I used frozen raspberries for the berries – when it is later in the year I will use fresh raspberries or alpine strawberries from the garden or whinberries(bilberries) from the woods. Many people use pomegranate seeds when making this in the winter months.

Ingredients

  • 250g baby leaf spinach
  • 240g of  granulated sugar
  • 4 eggs
  • 185 ml sunflower oil (3/4 of  a 250ml cup)
  • 400g plain flour
  • 3 teaspoons of baking powder
  • 1/2 teaspoon of vanilla essence

Method

Pre-heat the oven to GM4 – 180°C.

Grease and line the bottom of a loose-bottomed (or spring formed) cake tin – 26cm in diameter.

  • Use a mini-chopper/blender to whizz up the spinach – most likely in batches to get it all done.
  • Mix the flour and baking powder together.
  • Place the eggs, sugar and vanilla essence into a large bowl and use an electric whisk to whisk them together for 4 to 6 minutes till it is pale and fluffy.
  • Gently stir in the spinach.
  • Fold in the flour mixture.
  • Pour the batter into the prepared tin.
  • Bake on a lower shelf of the oven for 40 – 50 minutes.
  • Leave to cool in the tin.

 

  • Lightly shave off any golden brown edges of the cake with a sharp knfe or fine grater.
  • Cut off the top third of the cake and crumble it by hand into a bowl.

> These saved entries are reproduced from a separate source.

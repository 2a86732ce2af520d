//! Todo use cases
//!
//! CRUD, state transitions, tagging and the activity log for a single todo.
//! Every mutating operation appends one activity record.

use std::collections::HashSet;

use chrono::{DateTime, Utc};
use serde::Serialize;
use tracing::{debug, info};

use super::clock::{Clock, SystemClock};
use super::error::{ServiceError, ServiceResult};
use crate::domain::{
    format_duration, ActivityKind, DueFilter, Priority, ProjectId, TagId, Todo, TodoActivity,
    TodoFilter, TodoId, TodoPatch, Transition, WorkState,
};
use crate::storage::{ActivityRepository, ProjectRepository, TagRepository, TodoRepository};

/// Input for creating a todo
#[derive(Debug, Clone, Default)]
pub struct NewTodo {
    pub title: String,
    pub description: Option<String>,
    pub priority: Option<Priority>,
    pub project_id: Option<ProjectId>,
    pub due_date: Option<DateTime<Utc>>,
    pub tags: Vec<TagId>,
}

impl NewTodo {
    pub fn new(title: impl Into<String>) -> Self {
        Self {
            title: title.into(),
            ..Self::default()
        }
    }
}

/// Work-time report for one todo
#[derive(Debug, Clone, PartialEq, Serialize)]
pub struct WorkTimeReport {
    pub id: TodoId,
    pub work_state: WorkState,
    /// Persisted seconds
    pub total_seconds: u64,
    /// Persisted plus running seconds
    pub current_seconds: u64,
    pub formatted: String,
}

pub struct TodoService<T, P, G, A, C = SystemClock> {
    todos: T,
    projects: P,
    tags: G,
    activities: A,
    clock: C,
    require_dependencies_complete: bool,
}

impl<T, P, G, A, C> TodoService<T, P, G, A, C>
where
    T: TodoRepository,
    P: ProjectRepository,
    G: TagRepository,
    A: ActivityRepository,
    C: Clock,
{
    pub fn new(todos: T, projects: P, tags: G, activities: A, clock: C) -> Self {
        Self {
            todos,
            projects,
            tags,
            activities,
            clock,
            require_dependencies_complete: true,
        }
    }

    /// Whether `complete` refuses todos with open dependencies (default on)
    pub fn with_dependency_gate(mut self, enabled: bool) -> Self {
        self.require_dependencies_complete = enabled;
        self
    }

    fn record(
        &self,
        todo_id: &TodoId,
        kind: ActivityKind,
        detail: Option<String>,
        now: DateTime<Utc>,
    ) -> ServiceResult<()> {
        self.activities
            .append(&TodoActivity::record(todo_id, kind, detail, now))?;
        Ok(())
    }

    fn ensure_project(&self, project_id: &ProjectId) -> ServiceResult<()> {
        if self.projects.find_by_id(project_id)?.is_none() {
            return Err(ServiceError::NotFound {
                entity: "Project",
                id: project_id.to_string(),
            });
        }
        Ok(())
    }

    fn ensure_tag(&self, tag_id: &TagId) -> ServiceResult<String> {
        match self.tags.find_by_id(tag_id)? {
            Some(tag) => Ok(tag.name),
            None => Err(ServiceError::NotFound {
                entity: "Tag",
                id: tag_id.to_string(),
            }),
        }
    }

    pub fn get(&self, id: &TodoId) -> ServiceResult<Todo> {
        self.todos
            .find_by_id(id)?
            .ok_or_else(|| ServiceError::todo_not_found(id))
    }

    pub fn create(&self, input: NewTodo) -> ServiceResult<Todo> {
        let now = self.clock.now();
        let title = input.title.trim().to_string();

        let mut todo = Todo::new(TodoId::generate(&title, now), title, now)
            .with_priority(input.priority.unwrap_or_default());
        todo.description = input.description.filter(|d| !d.trim().is_empty());
        todo.due_date = input.due_date;
        todo.validate()?;

        if let Some(project_id) = input.project_id {
            self.ensure_project(&project_id)?;
            todo.project_id = Some(project_id);
        }
        for tag_id in input.tags {
            self.ensure_tag(&tag_id)?;
            if !todo.tags.contains(&tag_id) {
                todo.tags.push(tag_id);
            }
        }

        self.todos.atomically(|| -> ServiceResult<()> {
            self.todos.create(&todo)?;
            self.record(&todo.id, ActivityKind::Created, None, now)
        })?;
        info!(todo_id = %todo.id, "created todo");
        Ok(todo)
    }

    /// Lists todos matching the column filter and, if given, a due-date filter
    pub fn list(&self, filter: &TodoFilter, due: Option<DueFilter>) -> ServiceResult<Vec<Todo>> {
        let todos = self.todos.find_all(filter)?;
        let Some(due) = due else {
            return Ok(todos);
        };

        let now = self.clock.now();
        Ok(todos.into_iter().filter(|todo| due.matches(todo, now)).collect())
    }

    /// Applies a descriptive patch (title, description, priority, project, due date)
    pub fn update(&self, id: &TodoId, patch: TodoPatch) -> ServiceResult<Todo> {
        let fields = patch.changed_fields();
        if fields.is_empty() {
            return Err(ServiceError::Validation("Nothing to update".to_string()));
        }

        let mut patch = patch;
        if let Some(title) = &patch.title {
            let title = title.trim();
            if title.is_empty() {
                return Err(ServiceError::Validation(
                    "Todo title must not be empty".to_string(),
                ));
            }
            patch.title = Some(title.to_string());
        }
        if let Some(Some(project_id)) = &patch.project_id {
            self.ensure_project(project_id)?;
        }

        let now = self.clock.now();
        let updated = self.todos.atomically(|| -> ServiceResult<Todo> {
            let updated = self
                .todos
                .update(id, &patch, now)?
                .ok_or_else(|| ServiceError::todo_not_found(id))?;
            self.record(id, ActivityKind::Updated, Some(fields.join(",")), now)?;
            Ok(updated)
        })?;
        debug!(todo_id = %id, fields = ?fields, "updated todo");
        Ok(updated)
    }

    /// Deletes a todo with its edges, tag links, subtasks and activity
    pub fn delete(&self, id: &TodoId) -> ServiceResult<()> {
        if !self.todos.delete(id)? {
            return Err(ServiceError::todo_not_found(id));
        }
        info!(todo_id = %id, "deleted todo");
        Ok(())
    }

    pub fn start(&self, id: &TodoId) -> ServiceResult<Todo> {
        self.transition(id, Transition::Start)
    }

    pub fn pause(&self, id: &TodoId) -> ServiceResult<Todo> {
        self.transition(id, Transition::Pause)
    }

    pub fn resume(&self, id: &TodoId) -> ServiceResult<Todo> {
        self.transition(id, Transition::Resume)
    }

    pub fn complete(&self, id: &TodoId) -> ServiceResult<Todo> {
        self.transition(id, Transition::Complete)
    }

    pub fn reopen(&self, id: &TodoId) -> ServiceResult<Todo> {
        self.transition(id, Transition::Reopen)
    }

    /// Dependencies of `todo` that are not completed yet
    fn open_dependencies(&self, todo: &Todo) -> ServiceResult<Vec<TodoId>> {
        let mut completed = HashSet::new();
        for dep_id in &todo.dependencies {
            if let Some(dep) = self.todos.find_by_id(dep_id)? {
                if dep.status.is_complete() {
                    completed.insert(dep.id);
                }
            }
        }
        Ok(todo.pending_dependencies(&completed))
    }

    fn transition(&self, id: &TodoId, transition: Transition) -> ServiceResult<Todo> {
        let todo = self.get(id)?;
        let now = self.clock.now();

        let next = match transition {
            Transition::Start => todo.start(now)?,
            Transition::Pause => todo.pause(now)?,
            Transition::Resume => todo.resume(now)?,
            Transition::Complete => {
                if todo.status.is_complete() {
                    return Err(ServiceError::AlreadyCompleted(id.clone()));
                }
                if self.require_dependencies_complete {
                    let pending = self.open_dependencies(&todo)?;
                    if !pending.is_empty() {
                        return Err(ServiceError::IncompleteDependencies {
                            id: id.clone(),
                            pending,
                        });
                    }
                }
                todo.complete(now)?
            }
            Transition::Reopen => {
                if !todo.status.is_complete() {
                    return Err(ServiceError::NotCompleted(id.clone()));
                }
                todo.reopen(now)?
            }
        };

        let saved = self.todos.atomically(|| -> ServiceResult<Todo> {
            let saved = self
                .todos
                .update(id, &TodoPatch::work_state_of(&next), now)?
                .ok_or_else(|| ServiceError::todo_not_found(id))?;
            self.record(id, transition.into(), None, now)?;
            Ok(saved)
        })?;
        info!(
            todo_id = %id,
            transition = %transition,
            work_state = %saved.work_state,
            total_work_time = saved.total_work_time,
            "todo transitioned"
        );
        Ok(saved)
    }

    /// Current work time, including the running interval when active
    pub fn work_time(&self, id: &TodoId) -> ServiceResult<WorkTimeReport> {
        let todo = self.get(id)?;
        let current = todo.current_work_time(self.clock.now());

        Ok(WorkTimeReport {
            id: todo.id,
            work_state: todo.work_state,
            total_seconds: todo.total_work_time,
            current_seconds: current,
            formatted: format_duration(current),
        })
    }

    /// Links a tag. Returns false if it was already linked.
    pub fn attach_tag(&self, id: &TodoId, tag_id: &TagId) -> ServiceResult<bool> {
        self.get(id)?;
        let name = self.ensure_tag(tag_id)?;

        let added = self.todos.atomically(|| -> ServiceResult<bool> {
            let added = self.todos.add_tag(id, tag_id)?;
            if added {
                self.record(id, ActivityKind::Tagged, Some(name), self.clock.now())?;
            }
            Ok(added)
        })?;
        if added {
            debug!(todo_id = %id, tag_id = %tag_id, "tagged todo");
        }
        Ok(added)
    }

    /// Unlinks a tag. Returns false if it was not linked.
    pub fn detach_tag(&self, id: &TodoId, tag_id: &TagId) -> ServiceResult<bool> {
        self.get(id)?;
        let name = self.ensure_tag(tag_id)?;

        let removed = self.todos.atomically(|| -> ServiceResult<bool> {
            let removed = self.todos.remove_tag(id, tag_id)?;
            if removed {
                self.record(id, ActivityKind::Untagged, Some(name), self.clock.now())?;
            }
            Ok(removed)
        })?;
        if removed {
            debug!(todo_id = %id, tag_id = %tag_id, "untagged todo");
        }
        Ok(removed)
    }

    /// Activity log of a todo, newest first
    pub fn activities(&self, id: &TodoId) -> ServiceResult<Vec<TodoActivity>> {
        self.get(id)?;
        Ok(self.activities.find_by_todo(id)?)
    }
}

Place the bottom piece of the cake onto the serving plate or cake stand.

Optional

A sweet poncz (sweet punch for moistening the cake) can be used on the bottom layer.  You can make one from 60ml of cold weak black tea, the juice of 1 lemon and 1 – 2 tablespoons of icing sugar. Mix the ingredients together and use a pastry brush to spread it on the cake.

Now add a white filling!

Some recipes use whipped double cream, sweetened with icing sugar and set with gelatine. Other recipes make a filling with mascarpone.

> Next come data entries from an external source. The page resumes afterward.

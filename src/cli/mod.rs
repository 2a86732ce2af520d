//! # Command-Line Interface
//!
//! User-facing CLI commands and output formatting.
//!
//! ## Command Groups
//!
//! | Group | Purpose | Examples |
//! |-------|---------|----------|
//! | Core | Workspace setup | `init` |
//! | Todo | Todo lifecycle | `add`, `list`, `start`, `pause`, `done`, `time` |
//! | Dependency | Edges and graph queries | `dep add`, `dep tree`, `dep ready`, `dep order` |
//! | Organizing | Projects, tags, checklists | `project add`, `tag attach`, `subtask toggle` |
//!
//! ## Output Formats
//!
//! All commands support the `--format` flag:
//! - `text` (default) - Human-readable output
//! - `json` - Machine-parseable JSON
//!
//! The default comes from `default_format` in the global config.
//!
//! ## Exit Codes
//!
//! | Code | Meaning |
//! |------|---------|
//! | 0 | Success |
//! | 2 | Invalid input or state transition |
//! | 3 | Not found |
//! | 4 | Conflict (duplicate, cycle, open dependencies) |
//! | 1 | Anything else |
//!
//! ## Logging
//!
//! `--verbose` (or `-v`) enables debug logs on stderr. `TODO_LOG` takes an
//! `EnvFilter` directive and `TODO_LOG_FORMAT=json` switches to JSON lines:
//! ```bash
//! TODO_LOG=todo_cli=trace todo dep ready
//! ```
//!
//! ## Entry Point
//!
//! Call [`run()`] to parse arguments and execute the appropriate command.

mod app;
mod dep;
mod output;
mod project;
mod session;
mod subtask;
mod tag;
mod todo;

pub use app::{exit_code, run, Cli, Commands};
pub use output::Output;
//! todo - Local todo tracker with dependencies and work timing

use std::process::ExitCode;

fn main() -> ExitCode {
    todo_cli::cli::run()
}
//! Time source for services

use std::cell::Cell;
use std::rc::Rc;

use chrono::{DateTime, Duration, Utc};

pub trait Clock {
    fn now(&self) -> DateTime<Utc>;
}

/// Wall clock
#[derive(Debug, Clone, Copy, Default)]
pub struct SystemClock;

impl Clock for SystemClock {
    fn now(&self) -> DateTime<Utc> {
        Utc::now()
    }
}

/// Settable clock for tests. Clones share the same instant.
#[derive(Debug, Clone)]
pub struct ManualClock {
    now: Rc<Cell<DateTime<Utc>>>,
}

impl ManualClock {
    pub fn new(start: DateTime<Utc>) -> Self {
        Self {
            now: Rc::new(Cell::new(start)),
        }
    }

    pub fn set(&self, now: DateTime<Utc>) {
        self.now.set(now);
    }

    pub fn advance(&self, by: Duration) {
        self.now.set(self.now.get() + by);
    }
}

impl Clock for ManualClock {
    fn now(&self) -> DateTime<Utc> {
        self.now.get()
    }
}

I used my own yoghurt cheese – you can use cream cheese.

Filling Ingredients

Approximate amounts

  • 500g yoghurt cheese
  • 2 tablespoons of icing sugar
  • 1/2 teaspoon of vanilla essence or fine grated rind of a lemon
  • optional – a couple of tablespoons of soured cream – depending on the cheese and how soft you want the filling

Method

Mix the ingredients together – adjusting the sweetness and consistency to taste.

Assembling the cake.

  • Place bottom layer on a plate or cake stand.
  • Brush on the poncz – optional
  • Spread on the white filling
  • Sprinkle the cake crumbs over the top of the cake to cover filling
  • scatter red berries over the top (do this later if not serving straight away)

To decorate – red colours – raspberries, whinberries (bilberries) alpine strawberries, pomegranate seeds

 

Making this cake gave me a chance to use the beautiful Lead Crystal Cake Stand, which was a present from my cousin in Lanchester. It was just right for this large cake.

Made by Nachtmann in Germany  – Tortenplatte (tort/gateau plate/ stand) – style name – Venus.

 

 

 

 

 

 

Plates used are La Prune by Jet for Ter Steege in The Netherlands.

Cotton napkin with a design of rhubarb was bought from the Hepworth Gallery shop in Wakefield (Sadly – No longer in stock – as I wanted to buy some more!).